(Saved entries)
++++++++++++++++++++
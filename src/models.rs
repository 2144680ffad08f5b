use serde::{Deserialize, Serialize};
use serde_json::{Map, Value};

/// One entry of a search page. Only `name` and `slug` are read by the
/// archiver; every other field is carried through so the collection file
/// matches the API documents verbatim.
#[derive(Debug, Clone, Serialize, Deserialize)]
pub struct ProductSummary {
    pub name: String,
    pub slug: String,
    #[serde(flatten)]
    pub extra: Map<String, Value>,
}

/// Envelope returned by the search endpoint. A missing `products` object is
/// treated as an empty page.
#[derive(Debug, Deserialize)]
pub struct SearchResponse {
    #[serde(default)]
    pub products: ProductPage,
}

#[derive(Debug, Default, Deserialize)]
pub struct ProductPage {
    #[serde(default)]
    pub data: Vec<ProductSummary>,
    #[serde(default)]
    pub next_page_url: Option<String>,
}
++++++++++++++++++++
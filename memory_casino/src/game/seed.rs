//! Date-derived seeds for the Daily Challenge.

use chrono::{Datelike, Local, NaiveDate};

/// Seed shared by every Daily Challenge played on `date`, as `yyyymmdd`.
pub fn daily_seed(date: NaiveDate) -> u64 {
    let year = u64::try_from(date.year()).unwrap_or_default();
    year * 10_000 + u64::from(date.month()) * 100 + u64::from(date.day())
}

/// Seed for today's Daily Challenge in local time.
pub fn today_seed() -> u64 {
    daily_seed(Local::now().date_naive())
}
++++++++++++++++++++
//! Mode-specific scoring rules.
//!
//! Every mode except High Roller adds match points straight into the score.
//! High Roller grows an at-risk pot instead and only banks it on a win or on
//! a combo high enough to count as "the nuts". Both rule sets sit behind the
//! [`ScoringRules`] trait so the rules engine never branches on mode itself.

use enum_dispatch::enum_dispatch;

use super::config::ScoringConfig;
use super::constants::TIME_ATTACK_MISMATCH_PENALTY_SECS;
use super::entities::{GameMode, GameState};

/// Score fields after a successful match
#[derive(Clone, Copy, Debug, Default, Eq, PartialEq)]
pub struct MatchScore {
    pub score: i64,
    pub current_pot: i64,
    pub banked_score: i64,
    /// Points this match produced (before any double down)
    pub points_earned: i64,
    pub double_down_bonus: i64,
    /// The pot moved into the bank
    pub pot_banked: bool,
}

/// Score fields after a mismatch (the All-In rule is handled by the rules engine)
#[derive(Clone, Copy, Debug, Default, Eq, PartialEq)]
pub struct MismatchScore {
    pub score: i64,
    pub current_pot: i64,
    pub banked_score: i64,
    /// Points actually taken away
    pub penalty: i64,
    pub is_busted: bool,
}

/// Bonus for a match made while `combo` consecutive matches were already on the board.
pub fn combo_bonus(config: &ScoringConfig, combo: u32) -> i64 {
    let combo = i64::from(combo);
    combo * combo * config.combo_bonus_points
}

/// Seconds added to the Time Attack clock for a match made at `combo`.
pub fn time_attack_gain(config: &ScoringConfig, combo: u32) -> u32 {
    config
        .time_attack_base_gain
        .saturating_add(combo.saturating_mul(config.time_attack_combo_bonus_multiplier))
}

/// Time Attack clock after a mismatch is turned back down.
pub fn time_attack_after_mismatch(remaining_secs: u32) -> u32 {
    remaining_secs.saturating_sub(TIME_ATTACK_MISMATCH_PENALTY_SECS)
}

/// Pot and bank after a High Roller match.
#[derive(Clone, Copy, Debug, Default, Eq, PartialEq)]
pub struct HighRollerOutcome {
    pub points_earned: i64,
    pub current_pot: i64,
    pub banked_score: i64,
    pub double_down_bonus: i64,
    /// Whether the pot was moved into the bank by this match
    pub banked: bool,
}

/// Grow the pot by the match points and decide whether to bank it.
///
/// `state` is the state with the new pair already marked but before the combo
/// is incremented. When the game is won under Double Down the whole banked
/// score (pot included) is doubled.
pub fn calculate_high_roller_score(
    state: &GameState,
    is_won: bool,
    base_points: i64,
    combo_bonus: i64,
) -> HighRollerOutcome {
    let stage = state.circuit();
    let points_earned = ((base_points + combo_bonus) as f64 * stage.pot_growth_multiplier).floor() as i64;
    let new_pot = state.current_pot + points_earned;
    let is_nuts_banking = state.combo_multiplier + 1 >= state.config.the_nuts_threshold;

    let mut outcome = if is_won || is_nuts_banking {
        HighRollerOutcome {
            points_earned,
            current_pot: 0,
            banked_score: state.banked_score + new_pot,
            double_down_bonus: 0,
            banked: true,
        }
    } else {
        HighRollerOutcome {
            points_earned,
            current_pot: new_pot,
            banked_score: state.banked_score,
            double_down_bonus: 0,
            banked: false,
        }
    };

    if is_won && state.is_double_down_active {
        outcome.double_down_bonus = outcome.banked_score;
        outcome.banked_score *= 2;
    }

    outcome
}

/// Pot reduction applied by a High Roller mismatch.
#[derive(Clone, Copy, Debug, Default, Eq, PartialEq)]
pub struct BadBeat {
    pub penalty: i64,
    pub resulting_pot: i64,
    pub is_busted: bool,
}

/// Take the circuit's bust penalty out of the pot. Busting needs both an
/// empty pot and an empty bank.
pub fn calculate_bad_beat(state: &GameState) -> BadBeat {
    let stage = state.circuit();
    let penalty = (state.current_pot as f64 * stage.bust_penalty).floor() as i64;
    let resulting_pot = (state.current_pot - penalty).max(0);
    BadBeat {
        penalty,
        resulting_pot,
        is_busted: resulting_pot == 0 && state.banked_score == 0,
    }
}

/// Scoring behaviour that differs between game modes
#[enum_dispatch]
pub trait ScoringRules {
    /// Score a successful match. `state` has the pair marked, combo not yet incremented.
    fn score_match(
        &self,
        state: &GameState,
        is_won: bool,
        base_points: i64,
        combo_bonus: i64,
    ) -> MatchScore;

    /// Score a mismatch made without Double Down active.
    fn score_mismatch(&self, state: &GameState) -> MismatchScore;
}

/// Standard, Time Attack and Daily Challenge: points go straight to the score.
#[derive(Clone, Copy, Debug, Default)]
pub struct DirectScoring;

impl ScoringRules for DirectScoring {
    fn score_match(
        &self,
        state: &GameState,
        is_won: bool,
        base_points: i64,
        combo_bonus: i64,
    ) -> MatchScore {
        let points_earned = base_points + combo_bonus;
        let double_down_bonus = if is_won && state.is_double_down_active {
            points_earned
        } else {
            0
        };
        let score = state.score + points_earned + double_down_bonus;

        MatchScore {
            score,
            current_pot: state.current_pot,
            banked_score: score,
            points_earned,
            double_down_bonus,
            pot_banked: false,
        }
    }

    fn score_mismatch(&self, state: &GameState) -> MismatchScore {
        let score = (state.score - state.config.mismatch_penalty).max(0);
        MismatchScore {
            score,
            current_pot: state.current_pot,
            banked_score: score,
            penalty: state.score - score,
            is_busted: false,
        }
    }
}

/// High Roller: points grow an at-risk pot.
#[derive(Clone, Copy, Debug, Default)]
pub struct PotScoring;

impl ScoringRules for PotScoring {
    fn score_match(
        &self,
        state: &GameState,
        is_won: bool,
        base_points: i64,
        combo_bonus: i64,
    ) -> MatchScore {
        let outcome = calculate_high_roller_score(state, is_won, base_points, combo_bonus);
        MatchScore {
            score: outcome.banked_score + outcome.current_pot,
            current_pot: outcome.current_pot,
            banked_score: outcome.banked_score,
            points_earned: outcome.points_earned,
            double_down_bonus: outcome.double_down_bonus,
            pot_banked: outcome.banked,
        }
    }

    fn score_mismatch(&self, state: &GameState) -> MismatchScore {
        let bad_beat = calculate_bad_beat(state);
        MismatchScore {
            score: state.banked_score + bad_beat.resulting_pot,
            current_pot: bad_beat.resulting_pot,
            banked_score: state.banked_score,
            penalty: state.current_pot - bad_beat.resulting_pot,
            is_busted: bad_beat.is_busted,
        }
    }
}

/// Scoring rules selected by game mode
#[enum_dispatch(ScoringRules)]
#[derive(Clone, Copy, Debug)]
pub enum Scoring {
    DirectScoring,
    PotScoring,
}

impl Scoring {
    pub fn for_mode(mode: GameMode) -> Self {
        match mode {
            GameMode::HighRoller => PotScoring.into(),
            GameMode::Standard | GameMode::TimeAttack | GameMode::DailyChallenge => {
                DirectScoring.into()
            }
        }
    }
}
++++++++++++++++++++
**ABOUT THIS EXERCISE:**
From the data above, gather every line that includes the word "made".

**RESULT FOR THIS EXERCISE:**
/// Bonus for a match made while `combo` consecutive matches were already on the board.
/// Seconds added to the Time Attack clock for a match made at `combo`.
    /// Score a mismatch made without Double Down active.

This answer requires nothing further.